Conserving the world’s fastest cat

Cheetah
Cheetah

Founded in Namibia in 1990, Cheetah Conservation Fund (CCF) and member of NACSO, is the global leader in research and conservation of cheetahs. CCF is dedicated to saving the cheetah in the wild.

The vast majority of wild cheetahs are outside protected areas, in areas populated by humans. Saving this magnificent animal from extinction requires innovative conservation methods that address the welfare of both cheetah and human populations over large landscapes. CCF has developed a set of integrated programs that work together to achieve this objective. The programs have effectively stabilized and even increased the wild cheetah population in Namibia.

The overall objective of CCF’s work in the Otozondjupa communal conservancies is to contribute to alleviating poverty through multiple streams including livestock husbandry, veterinary services, and reduction in human-carnivore conflict. Approximately 23,000 people live and work across the four communal conservancies. Raising livestock, especially cattle, is the main income stream. However, this has come at a price to the local wild game species and carnivores of the area. The numbers of herbivore species across the four communal areas have been decimated, leading to a rapid decline of a prey base for carnivores. Livestock predation has led to the current high levels of human-carnivore conflict. 

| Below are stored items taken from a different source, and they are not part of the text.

#![forbid(unsafe_code)]

//! Structured logging for the selector.
//!
//! The selector logs at three levels: `warn!` for misuse by the host (an
//! unknown entry handle), `debug!` for state changes a host developer cares
//! about (entries added, selection moves, transitions finishing), and
//! `trace!` for per-frame and per-callback detail. Layout passes run inside
//! a `trace_span!`.
//!
//! With the `tracing` feature these are the `tracing` macros, re-exported
//! here and at the crate root. Without it they compile to nothing and
//! `trace_span!` yields a [`NoopSpan`], so call sites never need a `cfg`.

#[cfg(feature = "tracing")]
pub use tracing::{debug, trace, trace_span, warn};

#[cfg(not(feature = "tracing"))]
mod disabled {
    /// Host misuse. Compiled out without the `tracing` feature.
    #[macro_export]
    macro_rules! warn {
        ($($arg:tt)*) => {};
    }

    /// Selector state changes. Compiled out without the `tracing` feature.
    #[macro_export]
    macro_rules! debug {
        ($($arg:tt)*) => {};
    }

    /// Per-frame detail. Compiled out without the `tracing` feature.
    #[macro_export]
    macro_rules! trace {
        ($($arg:tt)*) => {};
    }

    /// Span around a layout pass; a [`NoopSpan`](crate::logging::NoopSpan)
    /// without the `tracing` feature.
    #[macro_export]
    macro_rules! trace_span {
        ($($arg:tt)*) => {
            $crate::logging::NoopSpan
        };
    }
}

/// Stand-in for `tracing::Span` when logging is compiled out.
#[cfg(not(feature = "tracing"))]
#[derive(Debug, Clone, Copy, Default)]
pub struct NoopSpan;

#[cfg(not(feature = "tracing"))]
impl NoopSpan {
    /// Mirrors `Span::enter`; the guard does nothing.
    #[must_use]
    pub fn enter(&self) -> NoopGuard {
        NoopGuard
    }
}

/// Guard returned by [`NoopSpan::enter`].
#[cfg(not(feature = "tracing"))]
#[derive(Debug)]
pub struct NoopGuard;

#[cfg(all(test, not(feature = "tracing")))]
mod tests {
    #[test]
    fn disabled_macros_accept_structured_fields() {
        let entry = 3usize;
        crate::debug!(entry, zoom = 0.5, "selection changed");
        crate::trace!(?entry, "frame");
        crate::warn!(target: "selgrid", entry, "unknown entry");
        let span = crate::trace_span!("selgrid.layout", entries = entry);
        let _guard = span.enter();
    }
}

In 2015, CCF acquired a three-year grant from the Nedbank Go Green Fund. The Go Green Fund was established in 2001 in collaboration with the Namibia Nature Foundation to support conservation projects in Namibia. This grant has provided the means for CCF to conduct an intense study in the Otjozondjupa area around the Waterberg Plateau Park and in the eastern communal conservancies, known as the Greater Waterberg Landscape (GWL).  CCF’s project has been to determine the density and human-carnivore conflict areas for cheetah and other key large carnivores across the Greater Waterberg Landscape where the current distribution and densities of key carnivore species including the African wild dog and cheetah in this area is unknown. However, previous studies have shown that high level of retaliation killing of carnivores due to livestock loss is occurring across the GWL.

Focusing now in its last quarter of the Go Green project, CCF is working in the Otjituuo, Okamatapati, African Wild Dog and Ozonahi conservancies.  Currently, CCF’s Ecologist, Willem Briers-Louw and CCFs Community Development Manager, Nadja le Roux have been collecting initial baseline data to feed into a more comprehensive study and work plan for the area. CCF has deployed camera traps in 105 sites to determine wildlife presence and densities across these communal conservancies. Along with the camera traps CCF has been conducting village-by-village surveys to collect local knowledge on wildlife presence and conflict as well as farming practices and management. In addition to verifying carnivore presence the projects aims to go further by quantifying the level and spatial distribution of human-carnivore conflict that is taking place in the communal conservancies and by mapping these conflict zones, resources can then be targeted to these key areas through education of mitigation methods, which in turn reduces the level of human-carnivore conflict in this area, to secure the future of large carnivores across the GWL. 

It has become evident that the status of a population of the critically endangered African wild dogs (AWD) is under threat of being decimated in this region. With less than 200 individuals in Namibia, and only an estimated 4 500 worldwide, CCF has identified that the situation for these critically endangered carnivores needs to be further studied and a management plan be developed to assist communities in mitigating and reducing the HWC in the area from AWD’s.  This in turn will help protect this vital population of AWD’s that have been denning in the area for years, but with high mortality rates and high persecution. It has been recorded that in 2017 there was no successful denning for the AWD’s, with dens being disturbed.

CCF strives to improve the situation and assist farmers and communities through its holistic approach in integrated livestock management tools and techniques to recover a healthier ecosystem and promote healthy biodiversity in the region.